Ottawa (Ontario), le 22 juin 2000

EN PRÉSENCE DE MONSIEUR LE JUGE DENAULT

E n t r e :

                                           SALTON APPLIANCES (1985) CORP. et

                                                    JASCOR HOME PRODUCTS INC.

                                                                                                                                  demanderesses

                                                                          - et -

                                                                 SALTON INC.,

                                                                                                                                      défenderesse

                                                                ORDONNANCE

La présente requête en injonction est rejetée. Les dépens suivront l'issue de la cause.

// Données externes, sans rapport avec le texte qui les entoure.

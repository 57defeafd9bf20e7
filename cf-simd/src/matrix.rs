//! 2-D kernels: transpose, row gather, matrix·vector, the symmetric product
//! and the dense reference inverse.
//!
//! All kernels work on an 8×8 block/tile grid. Boundary tiles read zeros for
//! out-of-range lanes; where a full-width store would cross the logical edge
//! it either targets padding (which is specified to hold zeros) or goes
//! through a mask.

use crate::vector::dot_lanes;
use crate::{lane_mask, tail_mask, AMat, AVec, M8, S, WIDTH};
use itertools::izip;
use rayon::prelude::*;
use std::array::from_fn;
use std::simd::Select;
use std::simd::StdFloat;

/// Transpose an 8×8 tile held in registers.
///
/// Three rounds of the perfect-shuffle network: each round rotates one row
/// bit into the lane index and one lane bit out, so after three rounds the
/// row and lane indices have traded places.
#[inline(always)]
fn transpose8x8(v: [S; WIDTH]) -> [S; WIDTH] {
    let mut v = v;
    for _ in 0..3 {
        let mut w = [S::splat(0.0); WIDTH];
        for i in 0..WIDTH / 2 {
            let (lo, hi) = v[i].interleave(v[i + WIDTH / 2]);
            w[2 * i] = lo;
            w[2 * i + 1] = hi;
        }
        v = w;
    }
    v
}

/// Horizontal sums of 8 accumulators at once: lane `j` of the result is the
/// sum of the lanes of `v[j]`.
#[inline(always)]
fn hsum8(v: [S; WIDTH]) -> S {
    transpose8x8(v).into_iter().fold(S::splat(0.0), |acc, x| acc + x)
}

/// `dst = srcᵀ`.
///
/// Tiles are transposed in registers; boundary tiles read zeros for
/// out-of-range input lanes and write only in-range output lanes.
pub fn transpose(src: &AMat, dst: &mut AMat) {
    assert_eq!(src.rows(), dst.cols());
    assert_eq!(src.cols(), dst.rows());
    let (rows, cols) = (src.rows(), src.cols());
    for br in (0..rows).step_by(WIDTH) {
        let out_mask = lane_mask(br, rows);
        for bc in (0..cols).step_by(WIDTH) {
            let in_mask = lane_mask(bc, cols);
            let tile: [S; WIDTH] = from_fn(|i| {
                if br + i < rows {
                    in_mask.select(S::from_array(src.row_lanes(br + i)[bc / WIDTH]), S::splat(0.0))
                } else {
                    S::splat(0.0)
                }
            });
            let t = transpose8x8(tile);
            for (i, lanes) in t.iter().enumerate().take(cols - bc) {
                let out = &mut dst.row_lanes_mut(bc + i)[br / WIDTH];
                *out = out_mask.select(*lanes, S::from_array(*out)).to_array();
            }
        }
    }
}

/// Copy rows `f[idx[k]]` into `dst[k]`, full stride width (padding included).
///
/// Out-of-range indices are a caller error; the kernel does not validate
/// beyond the slice bounds check.
pub fn gather_rows(f: &AMat, idx: &[u32], dst: &mut AMat) {
    assert_eq!(dst.rows(), idx.len());
    assert_eq!(dst.cols(), f.cols());
    for (k, &i) in idx.iter().enumerate() {
        dst.row_mut(k).copy_from_slice(f.row(i as usize));
    }
}

/// `out = M·v`.
///
/// Rows go 8 at a time: 8 FMA accumulators run over the column chunks with a
/// masked final chunk, then the accumulator block is transposed in registers
/// and summed, producing the 8 outputs as one aligned store. In the last row
/// group that store spills zeros into `out`'s padding.
pub fn prod_vector(m: &AMat, v: &AVec, out: &mut AVec) {
    assert_eq!(m.cols(), v.len());
    assert_eq!(m.rows(), out.len());
    let (rows, cols) = (m.rows(), m.cols());
    let full = cols / WIDTH;
    let vl = v.lanes();
    for br in (0..rows).step_by(WIDTH) {
        let rlim = WIDTH.min(rows - br);
        let mut acc = [S::splat(0.0); WIDTH];
        for c in 0..full {
            let vc = S::from_array(vl[c]);
            for i in 0..rlim {
                acc[i] = S::from_array(m.row_lanes(br + i)[c]).mul_add(vc, acc[i]);
            }
        }
        if cols % WIDTH != 0 {
            let mask = tail_mask(cols);
            let vc = mask.select(S::from_array(vl[full]), S::splat(0.0));
            for i in 0..rlim {
                let mc = mask.select(S::from_array(m.row_lanes(br + i)[full]), S::splat(0.0));
                acc[i] = mc.mul_add(vc, acc[i]);
            }
        }
        out.lanes_mut()[br / WIDTH] = hsum8(acc).to_array();
    }
}

/// `out = s − M·v`, the residual form the CG loop starts from.
pub fn sub_prod_vector(s: &AVec, m: &AMat, v: &AVec, out: &mut AVec) {
    assert_eq!(m.cols(), v.len());
    assert_eq!(m.rows(), s.len());
    assert_eq!(m.rows(), out.len());
    let cols = m.cols();
    for i in 0..m.rows() {
        let p = dot_lanes(m.row_lanes(i), v.lanes(), cols);
        out.as_mut_slice()[i] = s.as_slice()[i] - p;
    }
}

/// Output base shared across the syrk workers.
///
/// Sound: the task for block `(bi, bj)`, `bj ≤ bi`, writes only blocks
/// `(bi, bj)` and `(bj, bi)`, and each block is written by exactly one task.
struct OutBase(*mut f32);
unsafe impl Send for OutBase {}
unsafe impl Sync for OutBase {}

impl OutBase {
    /// Store one 8-lane group at `(row, col)`; `col` must be chunk-aligned.
    #[inline(always)]
    unsafe fn store(&self, row: usize, col: usize, stride: usize, v: S) {
        unsafe { (self.0.add(row * stride + col) as *mut [f32; WIDTH]).write(v.to_array()) }
    }
}

/// `out = M·Mᵀ`, exactly symmetric.
///
/// The output is an 8×8 block grid; only blocks on or below the diagonal are
/// computed, and each off-diagonal block is mirrored with an in-register
/// transpose, so `out[i][j]` and `out[j][i]` hold the same bits. The blocks
/// are independent and are fanned out over the worker pool with dynamic
/// scheduling.
pub fn syrk_transpose(m: &AMat, out: &mut AMat) {
    assert_eq!(out.rows(), m.rows());
    assert_eq!(out.cols(), m.rows());
    let n = m.rows();
    if n == 0 {
        return;
    }
    let nb = n.div_ceil(WIDTH);
    let ostride = out.stride();
    let base = OutBase(out.as_mut_slice().as_mut_ptr());
    (0..nb * nb).into_par_iter().for_each(|l| {
        let (bi, bj) = (l / nb, l % nb);
        if bj <= bi {
            syrk_block(m, bi, bj, &base, ostride);
        }
    });
}

fn syrk_block(m: &AMat, bi: usize, bj: usize, out: &OutBase, ostride: usize) {
    let n = m.rows();
    let cols = m.cols();
    let full = cols / WIDTH;
    let (ri, rj) = (bi * WIDTH, bj * WIDTH);
    let ilim = WIDTH.min(n - ri);
    let jlim = WIDTH.min(n - rj);

    // One 8-row group of column chunk `c`; missing rows and masked-out lanes
    // read as zero.
    let load = |base: usize, lim: usize, c: usize, mask: Option<M8>| -> [S; WIDTH] {
        from_fn(|i| {
            if i >= lim {
                return S::splat(0.0);
            }
            let v = S::from_array(m.row_lanes(base + i)[c]);
            match mask {
                Some(mk) => mk.select(v, S::splat(0.0)),
                None => v,
            }
        })
    };

    // d[i] lane j = ⟨row ri+i, row rj+j⟩.
    let mut d = [S::splat(0.0); WIDTH];
    let mut accumulate = |a: [S; WIDTH], b: [S; WIDTH]| {
        for i in 0..WIDTH {
            let prod = from_fn(|j| a[i] * b[j]);
            d[i] += hsum8(prod);
        }
    };
    for c in 0..full {
        accumulate(load(ri, ilim, c, None), load(rj, jlim, c, None));
    }
    if cols % WIDTH != 0 {
        let mk = tail_mask(cols);
        accumulate(load(ri, ilim, full, Some(mk)), load(rj, jlim, full, Some(mk)));
    }

    // Lanes past the logical edge are zero in `d`, so the full-width stores
    // only ever put zeros into padding.
    unsafe {
        for i in 0..ilim {
            out.store(ri + i, rj, ostride, d[i]);
        }
        if bi != bj {
            let t = transpose8x8(d);
            for j in 0..jlim {
                out.store(rj + j, ri, ostride, t[j]);
            }
        }
    }
}

/// `m[i][i] += v`.
pub fn add_eye(m: &mut AMat, v: f32) {
    assert_eq!(m.rows(), m.cols());
    for i in 0..m.rows() {
        m.row_mut(i)[i] += v;
    }
}

/// Inversion failure: no usable pivot.
#[derive(Debug, thiserror::Error)]
#[error("matrix is singular to working precision")]
pub struct SingularMatrix;

/// `out = M⁻¹` by Gauss-Jordan elimination with partial pivoting.
///
/// Reference path for small K×K systems when a direct solve is preferred
/// over CG; scalar on purpose. On a singular input returns an error and
/// leaves `out` unspecified.
pub fn invert(m: &AMat, out: &mut AMat) -> Result<(), SingularMatrix> {
    let n = m.rows();
    assert_eq!(m.cols(), n);
    assert_eq!(out.rows(), n);
    assert_eq!(out.cols(), n);
    let mut a = m.clone();
    out.as_mut_slice().fill(0.0);
    for i in 0..n {
        out.row_mut(i)[i] = 1.0;
    }
    let mut apiv = vec![0.0f32; a.stride()];
    let mut opiv = vec![0.0f32; out.stride()];
    for col in 0..n {
        // Largest magnitude on or below the diagonal.
        let pivot = (col..n)
            .max_by(|&r, &s| a.row(r)[col].abs().total_cmp(&a.row(s)[col].abs()))
            .unwrap();
        if a.row(pivot)[col] == 0.0 {
            return Err(SingularMatrix);
        }
        a.swap_rows(col, pivot);
        out.swap_rows(col, pivot);
        let inv = 1.0 / a.row(col)[col];
        for x in a.row_mut(col) {
            *x *= inv;
        }
        for x in out.row_mut(col) {
            *x *= inv;
        }
        apiv.copy_from_slice(a.row(col));
        opiv.copy_from_slice(out.row(col));
        for r in 0..n {
            if r == col {
                continue;
            }
            let f = a.row(r)[col];
            if f == 0.0 {
                continue;
            }
            for (x, &p) in izip!(a.row_mut(r), &apiv) {
                *x -= f * p;
            }
            for (x, &p) in izip!(out.row_mut(r), &opiv) {
                *x -= f * p;
            }
        }
    }
    Ok(())
}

                                                                                                                            PIERRE DENAULT            

Juge

Traduction certifiée conforme

Martine Guay, LL.L.


Date : 20000622

T-1392-99

E n t r e :

                                           SALTON APPLIANCES (1985) CORP. et

                                                    JASCOR HOME PRODUCTS INC.

                                                                                                                                  demanderesses

                                                                          - et -

                                                                 SALTON INC.,

                                                                                                                                      défenderesse

                                                  MOTIFS DE L'ORDONNANCE

LE JUGE DENAULT

[1]                Les demanderesses sont deux petites sociétés canadiennes privées qui luttent contre une grande société anonyme américaine au sujet de l'emploi des marques de commerce SALTON et MAXIM. Les demanderesses sollicitent, par voie de requête, une injonction interlocutoire en vue de faire interdire à la défenderesse d'employer au Canada les marques de commerce SALTON    (no LMC 150167) et MAXIM (no LAC 462015).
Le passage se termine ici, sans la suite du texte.